//! Range-versus-hourly price identity scan.
//!
//! A range contract and the hourly strike pair bracketing it price the
//! same event: P(in [floor, cap]) = P(>= floor) - P(>= cap). When the
//! quoted range leg strays from the hourly-implied value by more than the
//! spreads, the gap is riskless profit for whoever trades the range
//! against the hourly pair. This module only detects and reports; it
//! never submits orders.

use rust_decimal::Decimal;
use rust_decimal_macros::dec;
use serde::{Deserialize, Serialize};

use crate::domain::{RangeMarket, StrikeMarket};

#[derive(Debug, Clone, Copy, PartialEq, Eq, Serialize, Deserialize)]
#[serde(rename_all = "snake_case")]
pub enum ArbDirection {
    /// Range YES cheap: buy range YES, sell floor YES, buy cap YES
    BuyRange,
    /// Range YES rich: sell range YES, buy floor YES, sell cap YES
    SellRange,
}

/// One detected identity violation, profits in cents per contract set.
#[derive(Debug, Clone, PartialEq, Serialize, Deserialize)]
pub struct ArbOpportunity {
    pub direction: ArbDirection,
    pub range_ticker: String,
    pub floor_ticker: String,
    pub cap_ticker: String,
    pub floor_strike: Decimal,
    pub cap_strike: Decimal,
    /// The range quote the trade crosses (ask for BuyRange, bid for SellRange)
    pub range_cents: u32,
    /// Value of the range implied by the hourly spread, after spreads
    pub implied_cents: i64,
    pub profit_cents: i64,
}

/// Hourly strikes settle on X.99 boundaries while range floors are round
/// numbers, so matching tolerates a sub-dollar offset on either form.
fn matching_hourly(hourly: &[StrikeMarket], target: Decimal) -> Option<&StrikeMarket> {
    let shifted = target - dec!(0.01);
    hourly.iter().find(|m| {
        (m.strike - target).abs() < Decimal::ONE || (m.strike - shifted).abs() < Decimal::ONE
    })
}

/// Compare every range market against its hourly strike pair and collect
/// the violations worth at least `min_profit_cents`, best first. Missing
/// quotes read as zero and drop out through the positivity checks, the
/// same way an empty book kills the trade.
pub fn find_opportunities(
    hourly: &[StrikeMarket],
    ranges: &[RangeMarket],
    min_profit_cents: i64,
) -> Vec<ArbOpportunity> {
    let mut found = Vec::new();

    for range in ranges {
        let Some(floor) = matching_hourly(hourly, range.floor_strike) else {
            continue;
        };
        let Some(cap) = matching_hourly(hourly, range.cap_strike) else {
            continue;
        };

        let floor_yes_bid = floor.yes_bid.unwrap_or(0) as i64;
        let floor_yes_ask = floor.yes_ask.unwrap_or(0) as i64;
        let cap_yes_bid = cap.yes_bid.unwrap_or(0) as i64;
        let cap_yes_ask = cap.yes_ask.unwrap_or(0) as i64;

        // buying the hourly spread costs the floor ask less the cap bid;
        // selling it earns the floor bid less the cap ask
        let implied_buy_cost = floor_yes_ask - cap_yes_bid;
        let implied_sell_revenue = floor_yes_bid - cap_yes_ask;

        let range_yes_ask = range.yes_ask.unwrap_or(0) as i64;
        let range_yes_bid = range.yes_bid.unwrap_or(0) as i64;

        // range YES cheap against the spread
        if range_yes_ask > 0 && implied_sell_revenue > 0 {
            let profit = implied_sell_revenue - range_yes_ask;
            if profit >= min_profit_cents {
                found.push(ArbOpportunity {
                    direction: ArbDirection::BuyRange,
                    range_ticker: range.ticker.clone(),
                    floor_ticker: floor.ticker.clone(),
                    cap_ticker: cap.ticker.clone(),
                    floor_strike: range.floor_strike,
                    cap_strike: range.cap_strike,
                    range_cents: range_yes_ask as u32,
                    implied_cents: implied_sell_revenue,
                    profit_cents: profit,
                });
            }
        }

        // range YES rich against the spread
        if range_yes_bid > 0 && implied_buy_cost > 0 {
            let profit = range_yes_bid - implied_buy_cost;
            if profit >= min_profit_cents {
                found.push(ArbOpportunity {
                    direction: ArbDirection::SellRange,
                    range_ticker: range.ticker.clone(),
                    floor_ticker: floor.ticker.clone(),
                    cap_ticker: cap.ticker.clone(),
                    floor_strike: range.floor_strike,
                    cap_strike: range.cap_strike,
                    range_cents: range_yes_bid as u32,
                    implied_cents: implied_buy_cost,
                    profit_cents: profit,
                });
            }
        }
    }

    found.sort_by(|a, b| b.profit_cents.cmp(&a.profit_cents));
    found
}

#[cfg(test)]
mod tests {
    use super::*;
    use chrono::{TimeZone, Utc};
    use rust_decimal_macros::dec;

    fn hourly(strike: Decimal, yes_bid: u32, yes_ask: u32) -> StrikeMarket {
        StrikeMarket {
            ticker: format!("KXBTCD-T{strike}"),
            strike,
            yes_bid: Some(yes_bid),
            yes_ask: Some(yes_ask),
            no_bid: Some(100 - yes_ask),
            no_ask: Some(100 - yes_bid),
            close_time: Utc.with_ymd_and_hms(2025, 8, 29, 21, 0, 0).unwrap(),
        }
    }

    fn range(floor: Decimal, cap: Decimal, yes_bid: u32, yes_ask: u32) -> RangeMarket {
        RangeMarket {
            ticker: format!("KXBTC-B{floor}"),
            floor_strike: floor,
            cap_strike: cap,
            yes_bid: Some(yes_bid),
            yes_ask: Some(yes_ask),
            no_bid: Some(100 - yes_ask),
            no_ask: Some(100 - yes_bid),
            close_time: Utc.with_ymd_and_hms(2025, 8, 29, 21, 0, 0).unwrap(),
        }
    }

    #[test]
    fn cheap_range_yes_is_a_buy() {
        // hourly spread sells for 60 - 30 = 30c; range YES asked at 25c
        let hourly = vec![
            hourly(dec!(110999.99), 60, 64),
            hourly(dec!(111249.99), 26, 30),
        ];
        let ranges = vec![range(dec!(111000), dec!(111249.99), 22, 25)];

        let opps = find_opportunities(&hourly, &ranges, 2);
        assert_eq!(opps.len(), 1);
        let opp = &opps[0];
        assert_eq!(opp.direction, ArbDirection::BuyRange);
        assert_eq!(opp.implied_cents, 30);
        assert_eq!(opp.range_cents, 25);
        assert_eq!(opp.profit_cents, 5);
    }

    #[test]
    fn rich_range_yes_is_a_sell() {
        // hourly spread costs 64 - 26 = 38c; range YES bid at 45c
        let hourly = vec![
            hourly(dec!(110999.99), 60, 64),
            hourly(dec!(111249.99), 26, 30),
        ];
        let ranges = vec![range(dec!(111000), dec!(111249.99), 45, 48)];

        let opps = find_opportunities(&hourly, &ranges, 2);
        assert_eq!(opps.len(), 1);
        assert_eq!(opps[0].direction, ArbDirection::SellRange);
        assert_eq!(opps[0].implied_cents, 38);
        assert_eq!(opps[0].profit_cents, 7);
    }

    #[test]
    fn fair_pricing_finds_nothing() {
        // spread: buy costs 38, sell earns 30; range quoted 32/36 inside it
        let hourly = vec![
            hourly(dec!(110999.99), 60, 64),
            hourly(dec!(111249.99), 26, 30),
        ];
        let ranges = vec![range(dec!(111000), dec!(111249.99), 32, 36)];

        assert!(find_opportunities(&hourly, &ranges, 2).is_empty());
    }

    #[test]
    fn profit_below_the_floor_is_ignored() {
        // same setup as the buy case but only 1c of profit
        let hourly = vec![
            hourly(dec!(110999.99), 60, 64),
            hourly(dec!(111249.99), 26, 30),
        ];
        let ranges = vec![range(dec!(111000), dec!(111249.99), 26, 29)];

        assert!(find_opportunities(&hourly, &ranges, 2).is_empty());
        assert_eq!(find_opportunities(&hourly, &ranges, 1).len(), 1);
    }

    #[test]
    fn unmatched_strikes_are_skipped() {
        let hourly = vec![hourly(dec!(110999.99), 60, 64)];
        // no hourly contract near the cap
        let ranges = vec![range(dec!(111000), dec!(113000), 10, 12)];

        assert!(find_opportunities(&hourly, &ranges, 2).is_empty());
    }

    #[test]
    fn round_floor_matches_point_nine_nine_strike() {
        let target = dec!(111000);
        let book = vec![hourly(dec!(110999.99), 50, 52)];
        assert!(matching_hourly(&book, target).is_some());
        assert!(matching_hourly(&book, dec!(112000)).is_none());
    }

    #[test]
    fn best_opportunity_sorts_first() {
        let hourly = vec![
            hourly(dec!(110999.99), 60, 64),
            hourly(dec!(111249.99), 26, 30),
            hourly(dec!(111499.99), 10, 14),
        ];
        let ranges = vec![
            // sell revenue 30, ask 25 -> 5c
            range(dec!(111000), dec!(111249.99), 22, 25),
            // sell revenue 26 - 14 = 12, ask 4 -> 8c
            range(dec!(111250), dec!(111499.99), 2, 4),
        ];

        let opps = find_opportunities(&hourly, &ranges, 2);
        assert_eq!(opps.len(), 2);
        assert_eq!(opps[0].profit_cents, 8);
        assert_eq!(opps[1].profit_cents, 5);
    }
}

━━━━━━━━━━━━━━━━

What do the lines of the material read, from the first through the line with "and reports; it"? Transcribe them exactly and stop there.

//! Range-versus-hourly price identity scan.
//!
//! A range contract and the hourly strike pair bracketing it price the
//! same event: P(in [floor, cap]) = P(>= floor) - P(>= cap). When the
//! quoted range leg strays from the hourly-implied value by more than the
//! spreads, the gap is riskless profit for whoever trades the range
//! against the hourly pair. This module only detects and reports; it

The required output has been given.